El argumento de los estudiantes que denunciaron al profesor por mostrar Othello es que no avisó, no contextualizó y no puso foco en el racismo de la película. No dijo “ahora voy a mostrar una película en la que el protagonista hace blackface, eso está mal”. ¿Se hubieran sentido mejor los estudiantes? ¿Alguno hubiera preferido retirarse? ¿Creen que si el profesor no expresa su opinión es porque el blackface le parece bien? Preguntas.
Algo parecido pasó hace dos años cuando John Ridley, el guionista de 12 años de esclavitud, publicó una nota en Los Angeles Times pidiéndole a HBO Max que retire de su plataforma la película Lo que el viento se llevó. Dos semanas antes había sido asesinado George Floyd y los ánimos estaban caldeados. Ridley escribió: “Quiero ser claro: no creo en la censura. No creo que Lo que el viento se llevó deba ser relegada a una bóveda en Burbank. Solo pido que luego de que haya pasado una respetuosa cantidad de tiempo la película vuelva a la plataforma de HBO Max junto con otras películas que den una imagen más amplia y completa de lo que verdaderamente fueron la esclavitud y la Confederación. (…) Hoy no hay ni siquiera una advertencia al comienzo de la película”.
HBO Max sacó la película y la volvió a subir veinte días después con una presentación de cuatro minutos a cargo de la académica especialista en cine de la Universidad de Chicago Jacqueline Stewart, en la que explica que la película presenta una visión falsa del Sur y la esclavitud. Pero Stewart también dijo en un texto que publicó por esos días en el sitio de la CNN que “es precisamente por los dolorosos y todavía vigentes patrones de injusticia racial y desprecio por la vida de los negros que Lo que el viento se llevó debe seguir en circulación y estar disponible para verla, analizarla y discutirla”. Y agregó: “Es un texto primario para investigar las expresiones de supremacía blanca en la cultura popular”.
En su momento empecé a escribir una nota en contra de la decisión de HBO Max y en el camino me di cuenta de que no estaba de acuerdo conmigo mismo. Dentro de todo, la decisión de HBO Max había sido bastante acertada. Es cierto que la advertencia obligada previa a la película puede ser un gesto paternalista, pero suma información y eso nunca está mal. Y en definitiva, Stewart tiene razón: Lo que el viento se llevó es racista y también por eso hay que verla.

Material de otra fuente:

use input_core::clamp_to_char_boundary;

/// Byte offset of the last `trigger` before `caret`.
pub fn trigger_start(text: &str, caret: usize, trigger: char) -> Option<usize> {
    let caret = clamp_to_char_boundary(text, caret);
    text[..caret].rfind(trigger)
}

/// The open query at `caret`: the text between the last trigger before the
/// caret and the caret.
///
/// `None` when no trigger precedes the caret. The query never contains the
/// trigger itself, so `"@a@b"` yields `"b"`.
pub fn extract_query(text: &str, caret: usize, trigger: char) -> Option<&str> {
    let caret = clamp_to_char_boundary(text, caret);
    let start = trigger_start(text, caret, trigger)?;
    Some(&text[start + trigger.len_utf8()..caret])
}

/// `(category, filter)` halves of a query, split on the first colon. No
/// colon means the whole query filters category names.
pub fn split_query(query: &str) -> (&str, Option<&str>) {
    match query.split_once(':') {
        Some((category, filter)) => (category, Some(filter)),
        None => (query, None),
    }
}
//! UTF-8 helpers for byte-offset carets.
//!
//! Every offset the engine hands to or receives from a field is a byte index
//! that sits on a `char` boundary. These helpers keep it that way.

use std::borrow::Cow;

/// Clamp an arbitrary byte index to a valid UTF-8 character boundary.
///
/// Indices past the end clamp to `s.len()`; indices inside a multi-byte
/// character move back to its first byte.
///
/// ```
/// use input_core::clamp_to_char_boundary;
///
/// let s = "@pö"; // 'ö' is 2 bytes
/// assert_eq!(clamp_to_char_boundary(s, 3), 2);
/// assert_eq!(clamp_to_char_boundary(s, 100), 4);
/// ```
#[inline]
pub fn clamp_to_char_boundary(s: &str, index: usize) -> usize {
    if index >= s.len() {
        return s.len();
    }
    (0..=index).rev().find(|&i| s.is_char_boundary(i)).unwrap_or(0)
}

/// Start of the character ending at `i`, or 0 at the start of the text.
pub fn prev_cursor_boundary(s: &str, i: usize) -> usize {
    let head = &s[..clamp_to_char_boundary(s, i)];
    head.char_indices().next_back().map_or(0, |(start, _)| start)
}

/// Text typed into a single-line field: line breaks are dropped.
pub fn filter_single_line(s: &str) -> Cow<'_, str> {
    if s.contains(['\n', '\r']) {
        Cow::Owned(s.replace(['\n', '\r'], ""))
    } else {
        Cow::Borrowed(s)
    }
}

/// Text typed into a multi-line field: `\r\n` and lone `\r` become `\n`.
pub fn normalize_newlines(s: &str) -> Cow<'_, str> {
    if s.contains('\r') {
        Cow::Owned(s.replace("\r\n", "\n").replace('\r', "\n"))
    } else {
        Cow::Borrowed(s)
    }
}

Si llegaste hasta acá quizás te estés preguntando a qué viene todo esto, por qué hablo de cosas que pasaron en 2020 y en 2021, que quizás ya sabías. Es que estos días volvió a pasar. Hace tres semanas estrenó en Netflix Monster: The Jeffrey Dahmer Story, una truculenta miniserie de Ryan Murphy sobre el Caníbal de Milwaukee, un asesino serial que mató a 17 personas y también cometió actos de canibalismo y necrofilia.

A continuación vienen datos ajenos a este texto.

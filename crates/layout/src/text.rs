use css::ComputedStyle;

/// Layout can depend on this without knowing about the rendering toolkit.
pub trait TextMeasurer {
    /// Return the width of `text` in CSS px when rendered with `style`.
    fn measure(&self, text: &str, style: &ComputedStyle) -> f32;

    /// Return the used value of `line-height: normal` for `style`.
    fn line_height(&self, style: &ComputedStyle) -> f32;
}

impl<M: TextMeasurer + ?Sized> TextMeasurer for &M {
    fn measure(&self, text: &str, style: &ComputedStyle) -> f32 {
        (**self).measure(text, style)
    }

    fn line_height(&self, style: &ComputedStyle) -> f32 {
        (**self).line_height(style)
    }
}

/// Every character advances by the same fraction of the font size.
///
/// Good enough for monospace fonts, and for headless hosts that only need
/// stable, predictable geometry.
#[derive(Clone, Copy, Debug, PartialEq)]
pub struct FixedAdvanceMeasurer {
    /// Advance of one character, in em.
    pub advance_em: f32,
    /// `line-height: normal`, in em.
    pub line_height_em: f32,
}

impl Default for FixedAdvanceMeasurer {
    fn default() -> Self {
        Self {
            advance_em: 0.6,
            line_height_em: 1.2,
        }
    }
}

impl FixedAdvanceMeasurer {
    pub fn new(advance_em: f32, line_height_em: f32) -> Self {
        Self {
            advance_em,
            line_height_em,
        }
    }
}

impl TextMeasurer for FixedAdvanceMeasurer {
    fn measure(&self, text: &str, style: &ComputedStyle) -> f32 {
        text.chars().count() as f32 * self.advance_em * style.font_px()
    }

    fn line_height(&self, style: &ComputedStyle) -> f32 {
        self.line_height_em * style.font_px()
    }
}

#[cfg(test)]
mod tests {
    use super::*;
    use css::{FontSpec, Length};

    fn style(px: f32) -> ComputedStyle {
        ComputedStyle {
            font: FontSpec {
                size: Length::Px(px),
                ..FontSpec::default()
            },
            ..ComputedStyle::initial()
        }
    }

    #[test]
    fn advance_scales_with_font_size() {
        let m = FixedAdvanceMeasurer::new(0.5, 1.0);
        assert_eq!(m.measure("abcd", &style(10.0)), 20.0);
        assert_eq!(m.measure("abcd", &style(20.0)), 40.0);
    }

    #[test]
    fn counts_chars_not_bytes() {
        let m = FixedAdvanceMeasurer::new(1.0, 1.0);
        assert_eq!(m.measure("€é", &style(10.0)), 20.0);
    }

    #[test]
    fn default_line_height_is_one_point_two_em() {
        let m = FixedAdvanceMeasurer::default();
        assert!((m.line_height(&style(10.0)) - 12.0).abs() < 1e-4);
    }
}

Más allá de alguna acusación atendible de que la serie usa a las víctimas para el fetichismo y el espectáculo, lo más sorprendente fue la respuesta negativa en las redes sociales (¿hay una palabra en castellano equivalente a la hermosa, precisa y tan vigente backlash?) porque entre las etiquetas temáticas con las que la plataforma clasificó la serie estaba la de LGBTQ.
Es importante aclarar que no se trata solo de que Jeffrey Dahmer y muchas de sus víctimas fueran gays, no es ese apenas un dato de color. Dahmer afectó a la comunidad gay de Milwaukee, que en los ’80 era casi clandestina, y le sumó un estigma: a los siniestros detalles sobre sus crímenes se le añadieron relatos sensacionalistas sobre su condición sexual que contribuyeron a reforzar la idea intrínsecamente homofóbica que vincula a la homosexualidad con la perversión.
Ryan Murphy lo sabe y probablemente ese haya sido uno de los motivos por los que eligió el tema: muchos de sus proyectos tienen que ver con el mundo queer, desde el telefilm The Normal Heart hasta la serie Pose, pasando por la versión cinematográfica del musical The Prom y demás. Me gustó el título de un paper que encontré googleando: “Ryan Murphy como curador de la memoria cultural queer”.
Y Jeffrey Dahmer es parte de la memoria cultural queer. No una parte agradable, claro. Como Lo que el viento se llevó es parte de la memoria cultural de los negros o Der ewige Jude de los judíos. Jeffrey Dahmer ocurrió, la esclavitud y la Shoah también (perdón Jeffrey por ponerte en ese lugar).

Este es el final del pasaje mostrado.